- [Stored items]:
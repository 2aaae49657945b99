use thiserror::Error;

/// Errors that can occur during capture and recording operations.
///
/// Activation failures (`PermissionDenied`, `DeviceNotAvailable`,
/// `FormatNotSupported`) are returned synchronously. `Streaming` is only ever
/// reported through the session delegate.
#[derive(Debug, Error, Clone, PartialEq, Eq)]
pub enum CaptureError {
    #[error("permission denied")]
    PermissionDenied,

    #[error("device not available: {0}")]
    DeviceNotAvailable(String),

    #[error("format not supported: {0}")]
    FormatNotSupported(String),

    #[error("invalid argument: {0}")]
    InvalidArgument(String),

    #[error("invalid state: {0}")]
    InvalidState(String),

    #[error("location not writable: {0}")]
    LocationNotWritable(String),

    #[error("encoding failed: {0}")]
    EncodingFailed(String),

    #[error("storage error: {0}")]
    StorageError(String),

    #[error("writer is no longer writable")]
    NotWritable,

    #[error("finalize failed: {0}")]
    FinalizeFailed(String),

    #[error("streaming error {code}: {message}")]
    Streaming { code: i32, message: String },

    #[error("unknown error: {0}")]
    Unknown(String),
}

impl CaptureError {
    /// Stable numeric code, reported through `on_streaming_error`.
    ///
    /// Backend streaming errors keep the platform code they were raised with.
    pub fn code(&self) -> i32 {
        match self {
            Self::PermissionDenied => 1,
            Self::DeviceNotAvailable(_) => 2,
            Self::FormatNotSupported(_) => 3,
            Self::InvalidArgument(_) => 4,
            Self::InvalidState(_) => 5,
            Self::LocationNotWritable(_) => 6,
            Self::EncodingFailed(_) => 7,
            Self::StorageError(_) => 8,
            Self::NotWritable => 9,
            Self::FinalizeFailed(_) => 10,
            Self::Streaming { code, .. } => *code,
            Self::Unknown(_) => -1,
        }
    }

    /// Whether this error is raised synchronously by `activate` / `start_recording`.
    pub fn is_activation_error(&self) -> bool {
        matches!(
            self,
            Self::PermissionDenied
                | Self::DeviceNotAvailable(_)
                | Self::FormatNotSupported(_)
                | Self::LocationNotWritable(_)
        )
    }

    pub fn streaming(code: i32, message: impl Into<String>) -> Self {
        Self::Streaming {
            code,
            message: message.into(),
        }
    }
}
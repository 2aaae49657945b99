//! # capture-record-core
//!
//! Platform-agnostic camera/microphone capture with live preview and
//! recording to a muxed file.
//!
//! Platform backends (Windows WASAPI microphone) implement the `DeviceSource`
//! and `DeviceProvider` traits and plug into the generic
//! `CaptureRecordSession`.
//!
//! ## Architecture
//!
//! ```text
//! capture-record-core (this crate)
//! ├── traits/       ← DeviceSource, DeviceProvider, PreviewSink, AudioMonitor, SessionDelegate, MediaMuxer
//! ├── models/       ← Sample, formats, CaptureError, SessionState, RecordingSettings, RecordingResult
//! ├── processing/   ← format negotiation, PCM gain/levels, RingBuffer, WAV header
//! ├── reader/       ← AggregateReader (one-outstanding-read pull loop)
//! ├── writer/       ← EncodeSinkWriter, WAV and sample-stream muxers
//! ├── session/      ← CaptureRecordSession (state machine and orchestration)
//! └── storage/      ← checksum, metadata sidecar
//! ```

pub mod models;
pub mod processing;
pub mod reader;
pub mod session;
pub mod storage;
pub mod traits;
pub mod writer;

#[cfg(test)]
pub(crate) mod testing;

// Re-export key types at crate root for convenience.
pub use models::config::{ActivationRequest, CodecId, ContainerFormat, RecordingSettings, SessionConfig};
pub use models::diagnostics::{AudioLevels, SessionDiagnostics};
pub use models::error::CaptureError;
pub use models::format::{
    AudioFormat, AudioSampleFormat, DeviceKind, MediaFormat, PixelFormat, StreamFormats, StreamTag, VideoFormat,
};
pub use models::recording_result::{RecordingMetadata, RecordingResult, RecordingTrack};
pub use models::sample::{Sample, TICKS_PER_MILLISECOND, TICKS_PER_SECOND};
pub use models::state::SessionState;
pub use processing::ring_buffer::RingBuffer;
pub use reader::{AggregateReader, Continuation, ReadCallback, ReadCompletion, ReadEvent};
pub use session::CaptureRecordSession;
pub use traits::device_source::{DeviceDescriptor, DeviceProvider, DeviceSource};
pub use traits::media_muxer::{MediaMuxer, MuxerProvider, OutputStream};
pub use traits::session_delegate::SessionDelegate;
pub use traits::sinks::{AudioMonitor, PreviewSink};
pub use writer::{BuiltinMuxers, EncodeSinkWriter};
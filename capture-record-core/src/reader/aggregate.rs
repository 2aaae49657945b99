use std::ops::{Deref, DerefMut};
use std::sync::atomic::{AtomicU64, Ordering};
use std::sync::{Arc, Weak};
use std::thread::{self, ThreadId};

use parking_lot::{Condvar, Mutex};

use super::{Continuation, ReadCallback, ReadEvent};
use crate::models::config::ActivationRequest;
use crate::models::error::CaptureError;
use crate::models::format::{AudioFormat, DeviceKind, MediaFormat, StreamFormats, StreamTag, VideoFormat};
use crate::processing::negotiate::{negotiate_audio_format, negotiate_video_format};
use crate::traits::device_source::{DeviceProvider, DeviceSource};

/// Owns an opened device and closes it when dropped.
struct SourceHandle(Box<dyn DeviceSource>);

impl Deref for SourceHandle {
    type Target = dyn DeviceSource;

    fn deref(&self) -> &Self::Target {
        self.0.as_ref()
    }
}

impl DerefMut for SourceHandle {
    fn deref_mut(&mut self) -> &mut Self::Target {
        self.0.as_mut()
    }
}

impl Drop for SourceHandle {
    fn drop(&mut self) {
        if self.0.is_open() {
            self.0.close();
        }
    }
}

type SharedSource = Arc<Mutex<SourceHandle>>;

/// Per-device bookkeeping. A slot holds at most one completed read that has
/// not been delivered yet.
struct Slot {
    stream: StreamTag,
    source: SharedSource,
    armed: bool,
    ready: Option<(u64, ReadEvent)>,
    finished: bool,
}

impl Slot {
    fn new(stream: StreamTag, source: SourceHandle) -> Self {
        Self {
            stream,
            source: Arc::new(Mutex::new(source)),
            armed: false,
            ready: None,
            finished: false,
        }
    }

    fn can_arm(&self) -> bool {
        !self.armed && self.ready.is_none() && !self.finished
    }
}

#[derive(Debug, Clone, Copy, PartialEq, Eq)]
enum Request {
    Idle,
    Outstanding,
}

enum Step {
    Arm(usize, StreamTag, SharedSource),
    Deliver(StreamTag, ReadEvent),
    Done,
}

struct ReaderState {
    active: bool,
    started: bool,
    request: Request,
    /// Thread currently running the pull loop. Only that thread arms devices
    /// and invokes the callback.
    dispatcher: Option<ThreadId>,
    slots: Vec<Slot>,
    next_seq: u64,
}

impl ReaderState {
    fn next_step(&mut self) -> Step {
        if !self.active || self.request != Request::Outstanding {
            return Step::Done;
        }

        if let Some(index) = self.slots.iter().position(Slot::can_arm) {
            let slot = &mut self.slots[index];
            slot.armed = true;
            return Step::Arm(index, slot.stream, Arc::clone(&slot.source));
        }

        let oldest = self
            .slots
            .iter()
            .enumerate()
            .filter_map(|(i, s)| s.ready.as_ref().map(|(seq, _)| (*seq, i)))
            .min();
        let Some((_, index)) = oldest else {
            return Step::Done;
        };

        let slot = &mut self.slots[index];
        match slot.ready.take() {
            Some((_, event)) => {
                if !event.is_sample() {
                    slot.finished = true;
                }
                self.request = Request::Idle;
                Step::Deliver(slot.stream, event)
            }
            None => Step::Done,
        }
    }

    fn store(&mut self, index: usize, event: ReadEvent) {
        let seq = self.next_seq;
        self.next_seq += 1;
        if let Some(slot) = self.slots.get_mut(index) {
            slot.armed = false;
            slot.ready = Some((seq, event));
        }
    }
}

struct ReaderShared {
    state: Mutex<ReaderState>,
    idle: Condvar,
    callback: Arc<dyn ReadCallback>,
    requests: AtomicU64,
    device_reads: AtomicU64,
}

impl ReaderShared {
    /// Run the pull loop until nothing is left to do. The caller must hold the
    /// dispatcher role.
    fn drive(self: &Arc<Self>) {
        loop {
            let step = {
                let mut state = self.state.lock();
                let step = state.next_step();
                if let Step::Done = step {
                    state.dispatcher = None;
                    self.idle.notify_all();
                    return;
                }
                step
            };

            match step {
                Step::Arm(index, stream, source) => {
                    self.device_reads.fetch_add(1, Ordering::Relaxed);
                    let completion = ReadCompletion {
                        reader: Arc::downgrade(self),
                        slot: index,
                        stream,
                        completed: false,
                    };
                    let result = source.lock().read_sample(completion);
                    if let Err(e) = result {
                        log::warn!("Read request on {:?} stream rejected: {}", stream, e);
                        self.state.lock().store(index, ReadEvent::Error(e));
                    }
                }
                Step::Deliver(stream, event) => {
                    log::trace!("Delivering {:?} completion", stream);
                    let next = self.callback.on_read_complete(stream, event);
                    let mut state = self.state.lock();
                    if next == Continuation::Continue && state.active {
                        state.request = Request::Outstanding;
                        self.requests.fetch_add(1, Ordering::Relaxed);
                    }
                }
                Step::Done => return,
            }
        }
    }

    fn complete(self: &Arc<Self>, index: usize, event: ReadEvent) {
        {
            let mut state = self.state.lock();
            if index >= state.slots.len() {
                return;
            }
            if !state.active {
                state.slots[index].armed = false;
                return;
            }
            state.store(index, event);
            if state.dispatcher.is_some() {
                return;
            }
            state.dispatcher = Some(thread::current().id());
        }
        self.drive();
    }
}

/// Handed to a device with each read request. Must be completed exactly once.
///
/// Dropping it without completing reports an error for the stream, unless the
/// reader has already been shut down.
pub struct ReadCompletion {
    reader: Weak<ReaderShared>,
    slot: usize,
    stream: StreamTag,
    completed: bool,
}

impl ReadCompletion {
    pub fn stream(&self) -> StreamTag {
        self.stream
    }

    /// Whether the reader that issued this request is gone or shut down.
    pub fn is_cancelled(&self) -> bool {
        match self.reader.upgrade() {
            Some(shared) => !shared.state.lock().active,
            None => true,
        }
    }

    pub fn complete(mut self, event: ReadEvent) {
        self.completed = true;
        if let Some(shared) = self.reader.upgrade() {
            shared.complete(self.slot, event);
        }
    }
}

impl std::fmt::Debug for ReadCompletion {
    fn fmt(&self, f: &mut std::fmt::Formatter<'_>) -> std::fmt::Result {
        f.debug_struct("ReadCompletion")
            .field("slot", &self.slot)
            .field("stream", &self.stream)
            .finish()
    }
}

impl Drop for ReadCompletion {
    fn drop(&mut self) {
        if self.completed {
            return;
        }
        if let Some(shared) = self.reader.upgrade() {
            let error = CaptureError::Unknown("read request dropped without completion".into());
            shared.complete(self.slot, ReadEvent::Error(error));
        }
    }
}

/// Camera and/or microphone behind one pull loop.
///
/// At most one read request is outstanding across all devices while active.
/// Devices are read ahead by at most one sample each; completions are
/// delivered oldest first. Dropping the reader shuts it down and closes every
/// device.
pub struct AggregateReader {
    shared: Arc<ReaderShared>,
    formats: StreamFormats,
}

impl AggregateReader {
    /// Open the requested devices and negotiate their formats.
    ///
    /// No read is issued until [`start`](Self::start). Any device opened before
    /// a failure is closed again.
    pub fn open(
        provider: &dyn DeviceProvider,
        request: &ActivationRequest,
        callback: Arc<dyn ReadCallback>,
    ) -> Result<Self, CaptureError> {
        request.validate().map_err(CaptureError::InvalidArgument)?;

        let mut formats = StreamFormats::default();
        let mut slots = Vec::with_capacity(2);

        if let Some(id) = request.camera_id() {
            let mut source = SourceHandle(provider.open(DeviceKind::Camera, id)?);
            let format = Self::prepare_video(&mut source, request.video_format.as_ref())?;
            formats.video = Some(format);
            slots.push(Slot::new(StreamTag::Video, source));
        }

        if let Some(id) = request.microphone_id() {
            let mut source = SourceHandle(provider.open(DeviceKind::Microphone, id)?);
            let format = Self::prepare_audio(&mut source)?;
            formats.audio = Some(format);
            slots.push(Slot::new(StreamTag::Audio, source));
        }

        log::info!(
            "Opened capture devices (video: {:?}, audio: {:?})",
            formats.video,
            formats.audio
        );

        Ok(Self {
            shared: Arc::new(ReaderShared {
                state: Mutex::new(ReaderState {
                    active: true,
                    started: false,
                    request: Request::Idle,
                    dispatcher: None,
                    slots,
                    next_seq: 0,
                }),
                idle: Condvar::new(),
                callback,
                requests: AtomicU64::new(0),
                device_reads: AtomicU64::new(0),
            }),
            formats,
        })
    }

    fn prepare_video(source: &mut SourceHandle, requested: Option<&VideoFormat>) -> Result<VideoFormat, CaptureError> {
        let native: Vec<VideoFormat> = source
            .native_formats()
            .iter()
            .filter_map(|f| f.as_video().copied())
            .collect();
        let format = negotiate_video_format(&native, requested).ok_or_else(|| {
            CaptureError::FormatNotSupported(format!("camera {} offers no usable video format", source.descriptor().id))
        })?;
        source.set_format(&MediaFormat::Video(format))?;
        Ok(format)
    }

    fn prepare_audio(source: &mut SourceHandle) -> Result<AudioFormat, CaptureError> {
        let native: Vec<AudioFormat> = source
            .native_formats()
            .iter()
            .filter_map(|f| f.as_audio().copied())
            .collect();
        let format = negotiate_audio_format(&native).ok_or_else(|| {
            CaptureError::FormatNotSupported(format!(
                "microphone {} offers no usable audio format",
                source.descriptor().id
            ))
        })?;
        source.set_format(&MediaFormat::Audio(format))?;
        Ok(format)
    }

    /// Issue the first read request.
    ///
    /// Completions that are already available are delivered on the calling
    /// thread before this returns. Calling it again has no effect.
    pub fn start(&self) {
        {
            let mut state = self.shared.state.lock();
            if !state.active || state.started {
                return;
            }
            state.started = true;
            state.request = Request::Outstanding;
            self.shared.requests.fetch_add(1, Ordering::Relaxed);
            if state.dispatcher.is_some() {
                return;
            }
            state.dispatcher = Some(thread::current().id());
        }
        self.shared.drive();
    }

    /// Stop issuing requests and close every device.
    ///
    /// Waits for a completion being delivered on another thread to return
    /// first. Idempotent.
    pub fn shutdown(&self) {
        let sources: Vec<SharedSource> = {
            let mut state = self.shared.state.lock();
            state.active = false;
            state.request = Request::Idle;
            let me = thread::current().id();
            while state.dispatcher.is_some() && state.dispatcher != Some(me) {
                self.shared.idle.wait(&mut state);
            }
            state.slots.drain(..).map(|slot| slot.source).collect()
        };
        if sources.is_empty() {
            return;
        }
        for source in &sources {
            source.lock().close();
        }
        log::info!("Closed {} capture device(s)", sources.len());
    }

    pub fn is_active(&self) -> bool {
        self.shared.state.lock().active
    }

    /// Read requests currently outstanding: 1 while the loop is running, 0
    /// once it stopped or while a completion is being handled.
    pub fn outstanding_requests(&self) -> usize {
        let state = self.shared.state.lock();
        usize::from(state.active && state.request == Request::Outstanding)
    }

    /// Read requests issued since start.
    pub fn requests_issued(&self) -> u64 {
        self.shared.requests.load(Ordering::Relaxed)
    }

    /// Reads issued to individual devices.
    pub fn device_reads(&self) -> u64 {
        self.shared.device_reads.load(Ordering::Relaxed)
    }

    pub fn formats(&self) -> StreamFormats {
        self.formats
    }
}

impl Drop for AggregateReader {
    fn drop(&mut self) {
        self.shutdown();
    }
}
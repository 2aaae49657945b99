//! Pure-math helpers for interleaved little-endian PCM payloads.
//!
//! Payloads arrive as raw bytes from capture devices, so every helper works on
//! `&[u8]` plus an [`AudioSampleFormat`] and never allocates unless it returns a
//! new buffer.

use std::borrow::Cow;

use crate::models::diagnostics::AudioLevels;
use crate::models::format::AudioSampleFormat;

/// Scale every sample of `payload` in place by `gain`.
///
/// `I16` samples are rounded and saturated. A trailing partial sample is left
/// untouched.
pub fn apply_gain(payload: &mut [u8], format: AudioSampleFormat, gain: f32) {
    if gain == 1.0 {
        return;
    }
    match format {
        AudioSampleFormat::F32 => {
            for chunk in payload.chunks_exact_mut(4) {
                let value = f32::from_le_bytes([chunk[0], chunk[1], chunk[2], chunk[3]]);
                chunk.copy_from_slice(&(value * gain).to_le_bytes());
            }
        }
        AudioSampleFormat::I16 => {
            for chunk in payload.chunks_exact_mut(2) {
                let value = i16::from_le_bytes([chunk[0], chunk[1]]) as f32;
                let scaled = (value * gain).round().clamp(i16::MIN as f32, i16::MAX as f32) as i16;
                chunk.copy_from_slice(&scaled.to_le_bytes());
            }
        }
    }
}

/// Decode a payload into normalized `f32` samples in `[-1.0, 1.0]`.
pub fn to_f32_samples(payload: &[u8], format: AudioSampleFormat) -> Vec<f32> {
    match format {
        AudioSampleFormat::F32 => payload
            .chunks_exact(4)
            .map(|c| f32::from_le_bytes([c[0], c[1], c[2], c[3]]))
            .collect(),
        AudioSampleFormat::I16 => payload
            .chunks_exact(2)
            .map(|c| i16::from_le_bytes([c[0], c[1]]) as f32 / i16::MAX as f32)
            .collect(),
    }
}

/// Encode `f32` samples as little-endian `f32` bytes.
pub fn f32_to_bytes(samples: &[f32]) -> Vec<u8> {
    let mut data = Vec::with_capacity(samples.len() * 4);
    for &sample in samples {
        data.extend_from_slice(&sample.to_le_bytes());
    }
    data
}

/// Convert f32 samples `[-1.0, 1.0]` to 16-bit PCM (little-endian bytes).
///
/// Clamps out-of-range values. Output length = `samples.len() * 2` bytes.
pub fn convert_to_int16_pcm(samples: &[f32]) -> Vec<u8> {
    let mut data = Vec::with_capacity(samples.len() * 2);
    for &sample in samples {
        let clamped = sample.clamp(-1.0, 1.0);
        let int16_value = (clamped * i16::MAX as f32) as i16;
        data.extend_from_slice(&int16_value.to_le_bytes());
    }
    data
}

/// Re-encode a payload from one sample format to another.
pub fn transcode(payload: &[u8], from: AudioSampleFormat, to: AudioSampleFormat) -> Cow<'_, [u8]> {
    match (from, to) {
        (AudioSampleFormat::F32, AudioSampleFormat::I16) => {
            Cow::Owned(convert_to_int16_pcm(&to_f32_samples(payload, from)))
        }
        (AudioSampleFormat::I16, AudioSampleFormat::F32) => Cow::Owned(f32_to_bytes(&to_f32_samples(payload, from))),
        _ => Cow::Borrowed(payload),
    }
}

/// Compute RMS level of samples (0.0–1.0 range for normalized audio).
pub fn rms_level(samples: &[f32]) -> f32 {
    if samples.is_empty() {
        return 0.0;
    }
    let sum_sq: f32 = samples.iter().map(|s| s * s).sum();
    (sum_sq / samples.len() as f32).sqrt()
}

/// Compute peak absolute level of samples.
pub fn peak_level(samples: &[f32]) -> f32 {
    samples.iter().map(|s| s.abs()).fold(0.0f32, f32::max)
}

/// RMS and peak of a raw payload.
pub fn measure(payload: &[u8], format: AudioSampleFormat) -> AudioLevels {
    let samples = to_f32_samples(payload, format);
    AudioLevels {
        rms: rms_level(&samples),
        peak: peak_level(&samples),
    }
}
pub mod checksum;
pub mod metadata;
pub mod device_source;
pub mod media_muxer;
pub mod session_delegate;
pub mod sinks;
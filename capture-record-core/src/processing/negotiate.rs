//! Picks concrete device formats out of what a device natively offers.

use crate::models::format::{AudioFormat, AudioSampleFormat, VideoFormat};

/// Frame rate below which a faster native mode is always preferred.
const SMOOTH_FRAME_RATE: f64 = 29.9;

/// Preferred capture audio layout: float stereo at 48 kHz.
pub const PREFERRED_AUDIO: AudioFormat = AudioFormat {
    channels: 2,
    sample_rate: 48000,
    sample_format: AudioSampleFormat::F32,
};

/// Choose a camera mode from `native`.
///
/// An exact match of `requested` (size, fuzzy frame rate, pixel layout) wins.
/// Otherwise a faster mode replaces the current pick while the pick is below
/// ~30 fps, and at equal frame rate the larger frame wins. Modes with an unknown
/// pixel layout are never chosen. Returns `None` when nothing is usable.
pub fn negotiate_video_format(native: &[VideoFormat], requested: Option<&VideoFormat>) -> Option<VideoFormat> {
    let mut best: Option<VideoFormat> = None;
    let mut best_area = 0u64;
    let mut best_rate = 0.0f64;

    for format in native.iter().filter(|f| f.pixel_format.is_known()) {
        if let Some(req) = requested {
            if req.width == format.width
                && req.height == format.height
                && fuzzy_eq(req.frame_rate, format.frame_rate)
                && req.pixel_format == format.pixel_format
            {
                return Some(*format);
            }
        }

        let area = format.area();
        if (best_rate < SMOOTH_FRAME_RATE && best_rate < format.frame_rate)
            || (best_rate == format.frame_rate && best_area < area)
        {
            best_area = area;
            best_rate = format.frame_rate;
            best = Some(*format);
        }
    }

    best
}

/// Choose the microphone capture format from `native`.
///
/// Float stereo 48 kHz if offered, else the first float format, else the first
/// native format.
pub fn negotiate_audio_format(native: &[AudioFormat]) -> Option<AudioFormat> {
    native
        .iter()
        .find(|f| **f == PREFERRED_AUDIO)
        .or_else(|| native.iter().find(|f| f.sample_format == AudioSampleFormat::F32))
        .or_else(|| native.first())
        .copied()
}

fn fuzzy_eq(a: f64, b: f64) -> bool {
    (a - b).abs() * 100_000.0 <= a.abs().min(b.abs())
}
mod capture_record;
mod duration_timer;

pub use capture_record::CaptureRecordSession;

- [Action item]:
Report all lines above with "first".

- [Result]:
/// delivered oldest first. Dropping the reader shuts it down and closes every
    /// Issue the first read request.
    /// first. Idempotent.
/// Float stereo 48 kHz if offered, else the first float format, else the first
        .or_else(|| native.first())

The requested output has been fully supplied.